▸ **Requirement**: Work through the data below and copy out every line where "PeerJoined" is found.
++++ Record excerpts
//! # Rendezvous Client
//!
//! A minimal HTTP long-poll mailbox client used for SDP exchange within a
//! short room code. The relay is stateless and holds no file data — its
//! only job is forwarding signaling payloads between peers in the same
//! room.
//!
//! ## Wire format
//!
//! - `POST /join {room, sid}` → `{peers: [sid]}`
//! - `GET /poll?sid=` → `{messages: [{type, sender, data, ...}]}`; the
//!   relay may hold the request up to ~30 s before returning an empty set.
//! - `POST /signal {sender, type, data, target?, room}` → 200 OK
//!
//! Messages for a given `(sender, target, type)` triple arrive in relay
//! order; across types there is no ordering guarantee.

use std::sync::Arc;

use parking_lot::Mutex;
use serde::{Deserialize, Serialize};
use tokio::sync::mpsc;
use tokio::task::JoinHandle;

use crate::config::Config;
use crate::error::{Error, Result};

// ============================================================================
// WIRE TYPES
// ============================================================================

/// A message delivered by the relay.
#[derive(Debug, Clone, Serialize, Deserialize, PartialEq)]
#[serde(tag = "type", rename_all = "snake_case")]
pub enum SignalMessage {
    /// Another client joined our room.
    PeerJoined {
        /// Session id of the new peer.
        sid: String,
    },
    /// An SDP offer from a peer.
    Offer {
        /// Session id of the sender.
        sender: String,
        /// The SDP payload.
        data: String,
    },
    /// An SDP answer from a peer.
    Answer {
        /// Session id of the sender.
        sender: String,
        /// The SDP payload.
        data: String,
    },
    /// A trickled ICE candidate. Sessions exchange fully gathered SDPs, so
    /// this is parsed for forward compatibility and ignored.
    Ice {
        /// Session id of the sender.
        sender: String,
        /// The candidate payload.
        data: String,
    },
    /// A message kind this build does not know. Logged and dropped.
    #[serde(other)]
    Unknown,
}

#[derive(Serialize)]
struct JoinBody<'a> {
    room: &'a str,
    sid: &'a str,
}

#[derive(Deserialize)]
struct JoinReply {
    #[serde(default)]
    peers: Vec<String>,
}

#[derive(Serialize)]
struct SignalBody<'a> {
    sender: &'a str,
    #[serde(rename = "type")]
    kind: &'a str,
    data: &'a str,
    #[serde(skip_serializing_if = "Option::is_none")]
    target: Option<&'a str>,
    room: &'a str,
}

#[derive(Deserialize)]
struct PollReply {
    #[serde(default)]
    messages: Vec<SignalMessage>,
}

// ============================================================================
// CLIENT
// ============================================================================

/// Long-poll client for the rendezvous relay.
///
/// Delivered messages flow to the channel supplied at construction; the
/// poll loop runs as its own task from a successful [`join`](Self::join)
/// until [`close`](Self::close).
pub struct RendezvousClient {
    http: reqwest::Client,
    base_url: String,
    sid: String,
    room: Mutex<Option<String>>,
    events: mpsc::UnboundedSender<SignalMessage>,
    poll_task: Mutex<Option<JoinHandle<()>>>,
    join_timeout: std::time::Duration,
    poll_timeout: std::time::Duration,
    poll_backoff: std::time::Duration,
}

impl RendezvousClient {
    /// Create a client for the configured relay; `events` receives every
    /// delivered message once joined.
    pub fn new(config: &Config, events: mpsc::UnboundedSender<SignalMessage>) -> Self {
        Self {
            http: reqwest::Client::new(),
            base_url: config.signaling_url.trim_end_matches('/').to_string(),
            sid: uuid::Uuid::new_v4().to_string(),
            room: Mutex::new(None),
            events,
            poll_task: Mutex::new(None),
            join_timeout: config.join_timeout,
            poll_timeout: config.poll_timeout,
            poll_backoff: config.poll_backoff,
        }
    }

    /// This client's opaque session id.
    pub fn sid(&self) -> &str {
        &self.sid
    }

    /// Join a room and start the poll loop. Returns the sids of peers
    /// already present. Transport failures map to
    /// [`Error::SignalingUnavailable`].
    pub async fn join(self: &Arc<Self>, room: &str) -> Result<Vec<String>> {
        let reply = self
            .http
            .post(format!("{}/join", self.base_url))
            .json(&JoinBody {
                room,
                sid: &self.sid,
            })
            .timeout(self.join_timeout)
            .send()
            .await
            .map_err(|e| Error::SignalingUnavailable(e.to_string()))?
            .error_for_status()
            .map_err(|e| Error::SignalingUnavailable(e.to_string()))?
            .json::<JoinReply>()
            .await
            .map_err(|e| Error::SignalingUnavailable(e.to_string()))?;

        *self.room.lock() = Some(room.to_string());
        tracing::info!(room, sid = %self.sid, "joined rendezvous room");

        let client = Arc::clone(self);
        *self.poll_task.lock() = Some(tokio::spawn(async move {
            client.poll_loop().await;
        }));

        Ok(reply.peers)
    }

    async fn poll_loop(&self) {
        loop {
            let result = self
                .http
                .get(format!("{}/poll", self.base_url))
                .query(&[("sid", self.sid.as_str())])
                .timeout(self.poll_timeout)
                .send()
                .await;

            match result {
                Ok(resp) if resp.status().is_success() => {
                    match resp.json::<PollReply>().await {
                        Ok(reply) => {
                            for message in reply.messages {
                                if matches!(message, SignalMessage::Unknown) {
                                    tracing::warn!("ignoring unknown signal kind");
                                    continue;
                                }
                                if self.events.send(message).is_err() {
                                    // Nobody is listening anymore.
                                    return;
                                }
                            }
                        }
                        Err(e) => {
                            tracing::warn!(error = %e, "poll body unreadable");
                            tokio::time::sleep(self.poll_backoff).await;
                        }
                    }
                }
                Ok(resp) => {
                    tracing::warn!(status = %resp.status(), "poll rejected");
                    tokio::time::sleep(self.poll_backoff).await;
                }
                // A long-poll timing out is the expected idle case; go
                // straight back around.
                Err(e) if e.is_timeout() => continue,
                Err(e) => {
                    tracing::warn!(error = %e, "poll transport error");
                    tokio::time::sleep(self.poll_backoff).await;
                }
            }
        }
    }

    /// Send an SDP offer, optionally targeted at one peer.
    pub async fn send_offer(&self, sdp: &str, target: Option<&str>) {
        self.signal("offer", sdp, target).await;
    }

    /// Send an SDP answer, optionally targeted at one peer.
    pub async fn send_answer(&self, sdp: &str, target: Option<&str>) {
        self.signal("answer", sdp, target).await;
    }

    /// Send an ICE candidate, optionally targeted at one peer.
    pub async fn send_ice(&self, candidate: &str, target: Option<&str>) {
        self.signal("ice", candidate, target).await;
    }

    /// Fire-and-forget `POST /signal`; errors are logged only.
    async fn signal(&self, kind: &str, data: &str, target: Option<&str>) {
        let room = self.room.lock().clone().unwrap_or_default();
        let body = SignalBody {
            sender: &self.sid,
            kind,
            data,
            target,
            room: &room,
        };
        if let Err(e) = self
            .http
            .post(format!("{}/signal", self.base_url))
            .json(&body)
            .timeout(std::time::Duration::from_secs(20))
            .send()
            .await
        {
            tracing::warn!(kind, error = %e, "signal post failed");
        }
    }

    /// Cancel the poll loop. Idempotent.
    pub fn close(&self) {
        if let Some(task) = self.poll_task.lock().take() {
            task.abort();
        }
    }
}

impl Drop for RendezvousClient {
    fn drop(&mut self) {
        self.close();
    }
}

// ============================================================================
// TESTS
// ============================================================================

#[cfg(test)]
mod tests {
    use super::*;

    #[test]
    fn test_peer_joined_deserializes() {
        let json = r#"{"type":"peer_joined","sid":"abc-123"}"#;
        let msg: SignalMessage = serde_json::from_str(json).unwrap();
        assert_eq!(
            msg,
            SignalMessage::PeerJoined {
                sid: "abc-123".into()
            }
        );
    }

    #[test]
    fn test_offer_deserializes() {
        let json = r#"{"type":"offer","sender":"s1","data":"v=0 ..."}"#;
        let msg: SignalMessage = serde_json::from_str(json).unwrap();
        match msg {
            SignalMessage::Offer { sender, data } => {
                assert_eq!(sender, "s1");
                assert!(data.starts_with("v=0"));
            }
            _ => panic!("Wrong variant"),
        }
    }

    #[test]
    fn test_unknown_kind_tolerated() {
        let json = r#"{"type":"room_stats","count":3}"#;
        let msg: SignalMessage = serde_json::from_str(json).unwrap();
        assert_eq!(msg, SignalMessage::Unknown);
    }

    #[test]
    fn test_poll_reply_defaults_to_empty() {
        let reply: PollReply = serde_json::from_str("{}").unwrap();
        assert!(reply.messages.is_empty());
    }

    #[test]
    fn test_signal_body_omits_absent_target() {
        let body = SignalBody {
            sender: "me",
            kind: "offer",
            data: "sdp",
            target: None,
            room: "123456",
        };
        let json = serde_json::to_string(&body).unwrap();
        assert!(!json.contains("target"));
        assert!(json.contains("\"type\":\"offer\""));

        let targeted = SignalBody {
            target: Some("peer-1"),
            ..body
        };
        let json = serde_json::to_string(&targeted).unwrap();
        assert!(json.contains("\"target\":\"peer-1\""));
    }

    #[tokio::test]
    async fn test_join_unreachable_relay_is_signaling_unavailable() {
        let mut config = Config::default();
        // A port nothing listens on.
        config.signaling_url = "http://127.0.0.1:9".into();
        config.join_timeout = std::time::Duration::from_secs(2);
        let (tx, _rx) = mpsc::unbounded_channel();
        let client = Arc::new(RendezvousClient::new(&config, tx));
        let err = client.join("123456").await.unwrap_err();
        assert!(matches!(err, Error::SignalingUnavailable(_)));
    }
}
++++++++
▸ **Response to this exercise**:
    PeerJoined {
            SignalMessage::PeerJoined {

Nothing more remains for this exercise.